--- Listed entries ---

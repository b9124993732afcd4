// Request Dispatcher: picks exactly one analysis path for an inbound
// request.
//
// Precedence when several source fields are populated is fixed policy:
// youtube_url first, then video_url, then raw bytes. The YouTube path
// never downloads anything locally; the provider fetches the video
// server-side.

use crate::analysis::{self, AnalysisBackend};
use crate::error::ValidationError;
use crate::fetcher::SourceFetcher;
use crate::types::{AnalysisRequest, AnalysisResponse, ClipRange};

/// The one-of-three video source, made explicit so the precedence rule
/// and the "none provided" case are a single exhaustive match.
#[derive(Debug, Clone, PartialEq, Eq)]
pub enum VideoSource {
    Youtube { url: String, clip: Option<ClipRange> },
    Remote(String),
    Local(Vec<u8>),
}

pub fn resolve_source(
    youtube_url: Option<String>,
    video_url: Option<String>,
    video_bytes: Option<Vec<u8>>,
    start_offset: Option<String>,
    end_offset: Option<String>,
) -> Option<VideoSource> {
    if let Some(url) = youtube_url {
        return Some(VideoSource::Youtube {
            url,
            // Clip offsets only apply to provider-fetched video.
            clip: ClipRange::from_offsets(start_offset, end_offset),
        });
    }
    if let Some(url) = video_url {
        return Some(VideoSource::Remote(url));
    }
    video_bytes.map(VideoSource::Local)
}

pub async fn dispatch_analysis(
    fetcher: &SourceFetcher,
    backend: &dyn AnalysisBackend,
    default_model: &str,
    request: AnalysisRequest,
) -> AnalysisResponse {
    let AnalysisRequest {
        youtube_url,
        video_url,
        video_bytes,
        prompt,
        model,
        start_offset,
        end_offset,
    } = request;
    let model = model.unwrap_or_else(|| default_model.to_string());

    match resolve_source(youtube_url, video_url, video_bytes, start_offset, end_offset) {
        None => AnalysisResponse::failed(ValidationError::NoVideoSource.to_string()),
        Some(VideoSource::Youtube { url, clip }) => {
            analysis::analyze_youtube(backend, url, prompt, model, clip).await
        }
        Some(VideoSource::Remote(url)) => match fetcher.fetch(&url).await {
            Ok(bytes) => analysis::analyze_bytes(backend, bytes, prompt, model).await,
            Err(e) => AnalysisResponse::failed(e.to_string()),
        },
        Some(VideoSource::Local(bytes)) => {
            analysis::analyze_bytes(backend, bytes, prompt, model).await
        }
    }
}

---

Return each line from the records that includes the word "AnalysisBackend".

• _Output_:
use crate::analysis::{self, AnalysisBackend};
    backend: &dyn AnalysisBackend,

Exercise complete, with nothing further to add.